Disappearing text reveals what controls eye movements in reading
When reading, people make a series of eye movements separated by fixations. It is during the eye fixations (typically 200-300 ms) that new information is acquired.
To investigate the factors that determine when the eyes move during reading, Dr Sarah White and colleagues used a novel paradigm in which text literally disappeared in front of a reader's eyes. Each time the eyes fixated on a word, it disappeared after 60 ms. Participants were asked to read sentences containing high- or low-frequency target words under normal reading conditions or disappearing-text conditions.
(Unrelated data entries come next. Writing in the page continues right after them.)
//! Integration tests for the MAGI CLI.

use std::fs;
use std::path::Path;

use assert_cmd::Command;
use predicates::prelude::*;
use serde_json::{json, Value};
use tempfile::TempDir;
use wiremock::matchers::{method, path};
use wiremock::{Mock, MockServer, ResponseTemplate};

const KEY_VARS: [&str; 4] = [
    "OPENAI_API_KEY",
    "GEMINI_API_KEY",
    "XAI_API_KEY",
    "ANTHROPIC_API_KEY",
];

/// The binary with no provider credentials or model overrides inherited.
fn magi_bin() -> Command {
    let mut cmd = Command::cargo_bin("magi").expect("binary is built");
    for var in KEY_VARS {
        cmd.env_remove(var);
    }
    for var in ["OPENAI_MODEL", "GEMINI_MODEL", "XAI_MODEL", "ANTHROPIC_MODEL", "JUDGE_MODEL"] {
        cmd.env_remove(var);
    }
    cmd
}

/// Writes a config whose openai and anthropic providers point at `base_url`.
fn write_config(dir: &Path, base_url: &str) -> std::path::PathBuf {
    let config_path = dir.join("magi.toml");
    let content = format!(
        r#"[general]
log_level = "warn"

[providers.openai]
base_url = "{base_url}"

[providers.gemini]
enabled = false

[providers.xai]
enabled = false

[providers.anthropic]
base_url = "{base_url}"

[consensus]
timeout_ms = 2000
"#
    );
    fs::write(&config_path, content).expect("Failed to write config");
    config_path
}

#[test]
fn test_version_command() {
    magi_bin()
        .arg("version")
        .assert()
        .success()
        .stdout(predicate::str::contains("magi"));
}

#[test]
fn test_help_command() {
    magi_bin()
        .arg("--help")
        .assert()
        .success()
        .stdout(
            predicate::str::contains("init")
                .and(predicate::str::contains("serve"))
                .and(predicate::str::contains("status"))
                .and(predicate::str::contains("consensus"))
                .and(predicate::str::contains("compare"))
                .and(predicate::str::contains("doctor")),
        );
}

#[test]
fn test_init_creates_config() {
    let temp_dir = TempDir::new().expect("Failed to create temp dir");
    let config_path = temp_dir.path().join("magi.toml");

    magi_bin()
        .arg("init")
        .arg("--path")
        .arg(temp_dir.path())
        .assert()
        .success();

    assert!(config_path.exists(), "Config file was not created");

    let content = fs::read_to_string(&config_path).expect("Failed to read config");
    assert!(content.contains("[general]"));
    assert!(content.contains("[providers"));
    assert!(content.contains("[consensus]"));
    assert!(content.contains("[judge]"));
}

#[test]
fn test_init_keeps_existing_config() {
    let temp_dir = TempDir::new().expect("Failed to create temp dir");
    let config_path = write_config(temp_dir.path(), "http://127.0.0.1:9");
    let before = fs::read_to_string(&config_path).unwrap();

    magi_bin()
        .arg("init")
        .arg("--path")
        .arg(temp_dir.path())
        .assert()
        .success()
        .stdout(predicate::str::contains("already exists"));

    assert_eq!(fs::read_to_string(&config_path).unwrap(), before);
}

#[test]
fn test_status_lists_providers() {
    let temp_dir = TempDir::new().expect("Failed to create temp dir");
    let config_path = write_config(temp_dir.path(), "http://127.0.0.1:9");

    magi_bin()
        .arg("--config")
        .arg(&config_path)
        .arg("status")
        .assert()
        .success()
        .stdout(
            predicate::str::contains("openai")
                .and(predicate::str::contains("anthropic"))
                .and(predicate::str::contains("Judge:")),
        );
}

#[test]
fn test_doctor_reports_missing_keys() {
    let temp_dir = TempDir::new().expect("Failed to create temp dir");
    let config_path = write_config(temp_dir.path(), "http://127.0.0.1:9");

    magi_bin()
        .arg("--config")
        .arg(&config_path)
        .arg("doctor")
        .assert()
        .success()
        .stdout(predicate::str::contains("OPENAI_API_KEY is not set"));
}

#[test]
fn test_consensus_requires_prompt() {
    magi_bin().arg("consensus").assert().failure();
}

#[test]
fn test_consensus_rejects_unknown_provider() {
    let temp_dir = TempDir::new().expect("Failed to create temp dir");
    let config_path = write_config(temp_dir.path(), "http://127.0.0.1:9");

    magi_bin()
        .arg("--config")
        .arg(&config_path)
        .args(["consensus", "hi", "--providers", "openai,mistral"])
        .assert()
        .failure()
        .stderr(predicate::str::contains("mistral"));
}

#[test]
fn test_consensus_without_credentials_fails() {
    let temp_dir = TempDir::new().expect("Failed to create temp dir");
    let config_path = write_config(temp_dir.path(), "http://127.0.0.1:9");

    magi_bin()
        .arg("--config")
        .arg(&config_path)
        .args(["consensus", "2+2?", "--json"])
        .assert()
        .failure()
        .stdout(predicate::str::contains("OPENAI_API_KEY not set"))
        .stderr(predicate::str::contains("no_valid_answers"));
}

#[tokio::test(flavor = "multi_thread")]
async fn test_consensus_against_mock_vendors() {
    let server = MockServer::start().await;
    Mock::given(method("POST"))
        .and(path("/v1/chat/completions"))
        .respond_with(ResponseTemplate::new(200).set_body_json(json!({
            "choices": [{"message": {"content": "4"}}]
        })))
        .mount(&server)
        .await;
    Mock::given(method("POST"))
        .and(path("/v1/messages"))
        .respond_with(ResponseTemplate::new(200).set_body_json(json!({
            "content": [{"type": "text", "text": "4."}]
        })))
        .mount(&server)
        .await;

    let temp_dir = TempDir::new().expect("Failed to create temp dir");
    let config_path = write_config(temp_dir.path(), &server.uri());

    let output = magi_bin()
        .arg("--config")
        .arg(&config_path)
        .args(["consensus", "What is 2+2?", "--json"])
        .env("OPENAI_API_KEY", "test-key")
        .env("ANTHROPIC_API_KEY", "test-key")
        .output()
        .expect("Failed to execute command");

    assert!(output.status.success(), "stderr: {}", String::from_utf8_lossy(&output.stderr));
    let response: Value = serde_json::from_slice(&output.stdout).expect("stdout is JSON");
    assert_eq!(response["decidedBy"], "majority");
    assert_eq!(response["final"], "4");
    assert_eq!(response["results"].as_array().unwrap().len(), 2);
}

#[tokio::test(flavor = "multi_thread")]
async fn test_compare_reads_prompt_file() {
    let server = MockServer::start().await;
    Mock::given(method("POST"))
        .and(path("/v1/chat/completions"))
        .respond_with(ResponseTemplate::new(200).set_body_json(json!({
            "choices": [{"message": {"content": "Ruby"}}]
        })))
        .mount(&server)
        .await;

    let temp_dir = TempDir::new().expect("Failed to create temp dir");
    let config_path = write_config(temp_dir.path(), &server.uri());
    let prompt_path = temp_dir.path().join("prompt.txt");
    fs::write(&prompt_path, "Name a gemstone.").unwrap();

    magi_bin()
        .arg("--config")
        .arg(&config_path)
        .arg("compare")
        .arg(format!("@{}", prompt_path.display()))
        .args(["-p", "openai,anthropic"])
        .env("OPENAI_API_KEY", "test-key")
        .assert()
        .success()
        .stdout(
            predicate::str::contains("Ruby")
                .and(predicate::str::contains("ANTHROPIC_API_KEY not set")),
        );
}

#[test]
fn test_invalid_command() {
    magi_bin()
        .arg("invalid-command-that-does-not-exist")
        .assert()
        .failure();
}

#[test]
fn test_verbose_flag() {
    magi_bin().arg("-v").arg("version").assert().success();
}

#[test]
fn test_quiet_flag() {
    magi_bin().arg("-q").arg("version").assert().success();
}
Cognitive-control theory postulates that it is the mental activities required to process a given word that drive the eyes through the text, and hence predicts that readers should remain fixated on a low-frequency word longer than on a high-frequency word, even when the word has disappeared. By contrast, visual/oculomotor-control models predict no difference between how long readers look at high- and low-frequency words under disappearing-text conditions. That is, because the visual information needed for reading is gone after 60 ms, the eyes should move after approximately the same amount of time regardless of whether readers fixate low- or high-frequency target words.
The results obtained by Dr White and colleagues support the prediction of cognitive-control theory. Even though the fixated word had disappeared after 60 ms, readers continued fixating for a longer period on locations where low-frequency words had been.
This finding demonstrates that it is the cognitive processes needed to understand a word that determine when the eyes move in reading, rather than visual/oculomotor-control processes. Although the uptake of visual information is important and necessary for reading to occur, it is the mental operations on that information that propel the eyes through the text.
- Rayner K, Liversedge SP and White SJ. (2006). Eye movements when reading disappearing text: The importance of the word to the right of fixation. Vision Research, 46, 310-323.
- Rayner K, Liversedge SP, White SJ and Vergilino-Perez D. (2003). Reading disappearing text: Cognitive control of eye movements. Psychological Science, 14, 385-388.